Listed entries →
#[cfg(test)]
mod tests {
    use super::*;
    use crate::report::MemoryReporter;
    use crate::surface::SurfaceKind;
    use approx::assert_abs_diff_eq;
    use std::rc::Rc;

    fn canvas_500() -> Canvas {
        let mut canvas = Canvas::new(500.0, 500.0);
        canvas.set_viewport(Viewport::new(0.0, 0.0, 500.0, 500.0));
        canvas
    }

    fn line(name: &str, a: (f64, f64), b: (f64, f64)) -> Wireframe {
        Wireframe::new(
            name,
            WireframeKind::Line,
            vec![Point2::new(a.0, a.1), Point2::new(b.0, b.1)],
        )
        .unwrap()
    }

    #[test]
    fn origin_maps_to_viewport_centre() {
        let canvas = canvas_500();
        assert_eq!(canvas.world_to_viewport(Point2::new(0.0, 0.0)), Point2::new(250.0, 250.0));
    }

    #[test]
    fn viewport_to_world_inverts_mapping_under_rotation() {
        let mut canvas = canvas_500();
        canvas.rotate_window(0.0, 0.0, 37.0).unwrap();
        canvas.pan(2.0, -1.0, 0.0).unwrap();
        let p = Point2::new(3.5, -7.25);
        let back = canvas.viewport_to_world(canvas.world_to_viewport(p));
        assert_abs_diff_eq!(back.x, p.x, epsilon = 1e-9);
        assert_abs_diff_eq!(back.y, p.y, epsilon = 1e-9);
    }

    #[test]
    fn duplicate_names_are_rejected() {
        let mut canvas = canvas_500();
        canvas.add_object(line("a", (0.0, 0.0), (1.0, 1.0))).unwrap();
        let err = canvas.add_object(line("a", (5.0, 5.0), (6.0, 6.0))).unwrap_err();
        assert_eq!(err, SceneError::DuplicateName("a".into()));
        assert_eq!(canvas.objects().len(), 1);
        let kept = canvas.object("a").and_then(SceneObject::as_wireframe).unwrap();
        assert_eq!(kept.coordinates()[0], Point2::new(0.0, 0.0));
    }

    #[test]
    fn remove_and_edit_unknown_names() {
        let mut canvas = canvas_500();
        assert_eq!(
            canvas.remove_object("ghost").unwrap_err(),
            SceneError::NotFound("ghost".into())
        );
        assert!(canvas.translate_object("ghost", 1.0, 0.0, 0.0).is_err());
        canvas.load_example_objects().unwrap();
        assert_eq!(canvas.objects().len(), 4);
        canvas.remove_object("Red Dot").unwrap();
        assert_eq!(canvas.objects().len(), 3);
    }

    #[test]
    fn border_is_first_primitive() {
        let mut canvas = canvas_500();
        canvas.load_example_objects().unwrap();
        let frame = canvas.frame();
        assert!(matches!(frame[0], Primitive::Border(_)));
        assert_eq!(frame.len(), 5);
    }

    #[test]
    fn example_square_is_filled_and_unclipped() {
        let mut canvas = canvas_500();
        canvas.load_example_objects().unwrap();
        let frame = canvas.frame();
        let square = frame
            .iter()
            .find_map(|p| match p {
                Primitive::Polygon { vertices, fill, stroke } if stroke.color == Rgb::YELLOW => {
                    Some((vertices.clone(), *fill))
                }
                _ => None,
            })
            .unwrap();
        assert!(square.1);
        assert_eq!(square.0.len(), 4);
        assert_abs_diff_eq!(square.0[0].x, 125.0, epsilon = 1e-9);
        assert_abs_diff_eq!(square.0[0].y, 375.0, epsilon = 1e-9);
    }

    #[test]
    fn selected_objects_get_wide_stroke() {
        let mut canvas = canvas_500();
        canvas.add_object(line("l", (-1.0, 0.0), (1.0, 0.0))).unwrap();
        canvas.select("l").unwrap();
        let frame = canvas.frame();
        assert!(matches!(frame[1], Primitive::Segment { stroke: Stroke { width: 2, .. }, .. }));
        canvas.deselect_all();
        assert!(matches!(canvas.frame()[1], Primitive::Segment { stroke: Stroke { width: 1, .. }, .. }));
    }

    #[test]
    fn overflowing_object_is_skipped_and_reported() {
        let reporter = Rc::new(MemoryReporter::new());
        let mut canvas = canvas_500().with_reporter(Rc::clone(&reporter));
        canvas.add_object(line("huge", (0.0, 0.0), (1e300, 0.0))).unwrap();
        canvas.add_object(line("ok", (-1.0, 0.0), (1.0, 0.0))).unwrap();
        let mut out = Vec::new();
        let stats = canvas.render(&mut out);
        assert_eq!(stats.objects_skipped, 1);
        assert_eq!(stats.objects_drawn, 1);
        assert_eq!(out.len(), 2);
        assert!(reporter.contains("huge not drawn"));
    }

    #[test]
    fn curve_discontinuity_is_reported_not_fatal() {
        let reporter = Rc::new(MemoryReporter::new());
        let mut canvas = canvas_500().with_reporter(Rc::clone(&reporter));
        let p = Point2::new;
        let curve = Wireframe::new(
            "c",
            WireframeKind::Curve,
            vec![
                p(-8.0, 0.0), p(-6.0, 4.0), p(-4.0, 4.0), p(-2.0, 0.0),
                p(0.0, 0.0), p(2.0, -4.0), p(4.0, -4.0), p(6.0, 0.0),
            ],
        )
        .unwrap();
        canvas.add_object(curve).unwrap();
        let stats = canvas.render(&mut Vec::new());
        assert_eq!(stats.objects_drawn, 1);
        assert_eq!(stats.primitives, 1 + 2 * canvas.config().curve_precision);
        assert!(reporter.contains("not G0 continuous"));
    }

    fn count(reporter: &MemoryReporter, needle: &str) -> usize {
        reporter.entries().iter().filter(|(_, m)| m.contains(needle)).count()
    }

    #[test]
    fn repeated_frames_report_a_discontinuity_once() {
        let reporter = Rc::new(MemoryReporter::new());
        let mut canvas = canvas_500().with_reporter(Rc::clone(&reporter));
        let p = Point2::new;
        let curve = Wireframe::new(
            "c",
            WireframeKind::Curve,
            vec![
                p(-8.0, 0.0), p(-6.0, 4.0), p(-4.0, 4.0), p(-2.0, 0.0),
                p(0.0, 0.0), p(2.0, -4.0), p(4.0, -4.0), p(6.0, 0.0),
            ],
        )
        .unwrap();
        canvas.add_object(curve).unwrap();
        canvas.frame();
        canvas.frame();
        assert_eq!(count(&reporter, "not G0 continuous"), 1);
    }

    #[test]
    fn overflow_is_reported_again_after_it_clears() {
        let reporter = Rc::new(MemoryReporter::new());
        let mut canvas = canvas_500().with_reporter(Rc::clone(&reporter));
        canvas.add_object(line("huge", (0.0, 0.0), (1e300, 0.0))).unwrap();
        canvas.frame();
        canvas.frame();
        assert_eq!(count(&reporter, "huge not drawn"), 1);

        let huge = canvas.remove_object("huge").unwrap();
        canvas.frame();
        canvas.add_object(huge).unwrap();
        canvas.frame();
        assert_eq!(count(&reporter, "huge not drawn"), 2);
    }

    #[test]
    fn control_point_markers_follow_switch() {
        let mut canvas = canvas_500();
        let p = Point2::new;
        let spline = Wireframe::new(
            "b",
            WireframeKind::CurveBSpline,
            vec![p(-5.0, 0.0), p(-2.0, 5.0), p(2.0, 5.0), p(5.0, 0.0), p(8.0, -3.0)],
        )
        .unwrap();
        canvas.add_object(spline).unwrap();
        let points = |c: &Canvas| {
            c.frame()
                .iter()
                .filter(|p| matches!(p, Primitive::Point { .. }))
                .count()
        };
        assert_eq!(points(&canvas), 0);
        canvas.set_show_control_points(true);
        assert_eq!(points(&canvas), 5);
    }

    #[test]
    fn move_view_rotates_in_rotate_mode() {
        let mut canvas = canvas_500();
        canvas.set_movement_mode(MovementMode::Rotate);
        canvas.move_view(1.0, 0.0, 0.0).unwrap();
        assert_abs_diff_eq!(canvas.window().rotation().y, 15.0, epsilon = 1e-12);
        assert_eq!(canvas.window().xmin(), -10.0);
        canvas.set_movement_mode(MovementMode::Pan);
        canvas.move_view(1.0, 0.0, 0.0).unwrap();
        assert_abs_diff_eq!(canvas.window().xmin(), -9.0, epsilon = 1e-12);
    }

    #[test]
    fn zoom_in_then_out_restores_window() {
        let mut canvas = canvas_500();
        canvas.zoom_in().unwrap();
        assert!(canvas.window().width() < 20.0);
        canvas.zoom_out().unwrap();
        assert_abs_diff_eq!(canvas.window().width(), 20.0, epsilon = 1e-9);
    }

    #[test]
    fn polygon3d_edge_behind_eye_is_dropped() {
        let mut canvas = canvas_500();
        canvas.set_projection_mode(ProjectionMode::Perspective);
        let points = vec![
            Point3D::new(-1.0, 0.0, 0.0),
            Point3D::new(1.0, 0.0, 0.0),
            Point3D::new(0.0, 1.0, -40.0),
        ];
        let cube = Wireframe3D::new("tri", points, vec![(0, 1), (1, 2)]).unwrap();
        canvas.add_object(cube).unwrap();
        let segments = canvas
            .frame()
            .iter()
            .filter(|p| matches!(p, Primitive::Segment { .. }))
            .count();
        assert_eq!(segments, 1);
    }

    #[test]
    fn surface_draws_its_mesh_edges() {
        let mut canvas = canvas_500();
        let grid: Vec<Vec<Point3D>> = (0..4)
            .map(|i| (0..4).map(|j| Point3D::new(i as f64 - 1.5, j as f64 - 1.5, 0.0)).collect())
            .collect();
        let surface = Surface::new("s", SurfaceKind::Bezier, grid, 2).unwrap();
        let edges = surface.wireframe_edges().len();
        canvas.add_object(surface).unwrap();
        assert_eq!(canvas.frame().len(), 1 + edges);
    }
}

Requirement →
Please filter the data down to the lines containing the word "width".

Reply →
        assert!(matches!(frame[1], Primitive::Segment { stroke: Stroke { width: 2, .. }, .. }));
        assert!(matches!(canvas.frame()[1], Primitive::Segment { stroke: Stroke { width: 1, .. }, .. }));
        assert!(canvas.window().width() < 20.0);
        assert_abs_diff_eq!(canvas.window().width(), 20.0, epsilon = 1e-9);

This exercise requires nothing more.